* EXERCISE BRIEF:
Lines in the listing below that include the word "arguments" need to be copied.

*** Opening of SOURCE DATA ***

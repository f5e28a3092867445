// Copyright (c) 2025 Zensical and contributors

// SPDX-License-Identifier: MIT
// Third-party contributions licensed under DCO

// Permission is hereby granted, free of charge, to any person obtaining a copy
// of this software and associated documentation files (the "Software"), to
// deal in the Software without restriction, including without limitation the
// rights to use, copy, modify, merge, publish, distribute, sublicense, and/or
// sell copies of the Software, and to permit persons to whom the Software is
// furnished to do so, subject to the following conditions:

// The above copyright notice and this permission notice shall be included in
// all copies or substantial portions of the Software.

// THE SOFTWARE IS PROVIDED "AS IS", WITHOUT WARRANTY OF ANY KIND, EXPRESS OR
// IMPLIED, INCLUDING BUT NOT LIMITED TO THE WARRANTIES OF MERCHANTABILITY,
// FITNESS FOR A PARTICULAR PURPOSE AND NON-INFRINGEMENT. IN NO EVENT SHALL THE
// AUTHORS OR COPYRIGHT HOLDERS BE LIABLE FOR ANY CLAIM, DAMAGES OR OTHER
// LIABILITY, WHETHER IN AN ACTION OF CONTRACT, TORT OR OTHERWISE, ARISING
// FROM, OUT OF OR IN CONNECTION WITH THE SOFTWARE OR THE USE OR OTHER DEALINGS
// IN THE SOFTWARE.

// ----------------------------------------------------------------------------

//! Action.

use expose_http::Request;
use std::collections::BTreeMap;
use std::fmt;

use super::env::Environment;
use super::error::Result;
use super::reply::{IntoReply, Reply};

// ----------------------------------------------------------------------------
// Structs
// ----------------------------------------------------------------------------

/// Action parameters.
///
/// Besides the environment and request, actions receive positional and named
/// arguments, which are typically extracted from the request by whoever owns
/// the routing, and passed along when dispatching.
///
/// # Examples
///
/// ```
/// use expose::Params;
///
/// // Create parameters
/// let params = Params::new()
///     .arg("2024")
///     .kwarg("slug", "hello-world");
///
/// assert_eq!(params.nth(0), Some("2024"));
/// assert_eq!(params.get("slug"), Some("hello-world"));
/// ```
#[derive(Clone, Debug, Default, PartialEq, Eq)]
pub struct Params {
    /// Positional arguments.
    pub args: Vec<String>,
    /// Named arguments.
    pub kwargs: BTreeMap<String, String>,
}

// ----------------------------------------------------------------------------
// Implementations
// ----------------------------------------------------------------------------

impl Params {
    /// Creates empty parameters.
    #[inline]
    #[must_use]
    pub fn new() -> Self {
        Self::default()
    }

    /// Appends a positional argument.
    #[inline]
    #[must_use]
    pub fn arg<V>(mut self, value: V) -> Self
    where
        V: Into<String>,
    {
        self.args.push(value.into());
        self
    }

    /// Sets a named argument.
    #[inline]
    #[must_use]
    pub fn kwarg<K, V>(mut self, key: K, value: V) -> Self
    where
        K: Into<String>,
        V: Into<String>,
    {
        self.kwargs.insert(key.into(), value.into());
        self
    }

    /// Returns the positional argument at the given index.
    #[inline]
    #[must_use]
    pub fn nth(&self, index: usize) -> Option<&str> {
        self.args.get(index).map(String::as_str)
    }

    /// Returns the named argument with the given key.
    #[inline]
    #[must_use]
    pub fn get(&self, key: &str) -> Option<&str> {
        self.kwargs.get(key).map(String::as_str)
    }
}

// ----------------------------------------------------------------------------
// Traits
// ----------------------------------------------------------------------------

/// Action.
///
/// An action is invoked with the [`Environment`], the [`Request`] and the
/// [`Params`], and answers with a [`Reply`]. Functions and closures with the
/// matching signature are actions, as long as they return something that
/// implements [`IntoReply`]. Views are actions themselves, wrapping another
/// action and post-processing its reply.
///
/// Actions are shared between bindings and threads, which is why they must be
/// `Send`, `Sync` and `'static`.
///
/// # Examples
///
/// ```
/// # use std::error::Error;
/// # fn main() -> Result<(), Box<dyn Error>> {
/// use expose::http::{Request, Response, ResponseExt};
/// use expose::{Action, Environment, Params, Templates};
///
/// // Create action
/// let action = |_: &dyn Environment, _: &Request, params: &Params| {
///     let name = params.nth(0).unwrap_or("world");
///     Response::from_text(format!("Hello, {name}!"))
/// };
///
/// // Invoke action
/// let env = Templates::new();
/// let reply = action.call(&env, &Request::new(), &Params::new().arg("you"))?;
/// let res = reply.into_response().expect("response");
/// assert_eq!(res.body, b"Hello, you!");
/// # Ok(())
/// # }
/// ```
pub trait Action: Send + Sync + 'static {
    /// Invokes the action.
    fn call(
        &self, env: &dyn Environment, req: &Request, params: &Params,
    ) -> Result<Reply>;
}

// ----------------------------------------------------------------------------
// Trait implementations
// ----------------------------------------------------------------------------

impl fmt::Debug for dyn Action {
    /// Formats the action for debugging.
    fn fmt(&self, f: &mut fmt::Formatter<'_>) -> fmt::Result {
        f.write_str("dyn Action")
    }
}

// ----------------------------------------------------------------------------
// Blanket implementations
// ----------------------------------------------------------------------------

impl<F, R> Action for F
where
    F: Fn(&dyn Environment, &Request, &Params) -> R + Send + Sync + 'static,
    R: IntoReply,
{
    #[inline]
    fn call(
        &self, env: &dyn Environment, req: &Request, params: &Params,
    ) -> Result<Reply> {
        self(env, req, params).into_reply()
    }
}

*** Close of SOURCE DATA ***

* ANSWER SPACE:
/// arguments, which are typically extracted from the request by whoever owns
    /// Positional arguments.
    /// Named arguments.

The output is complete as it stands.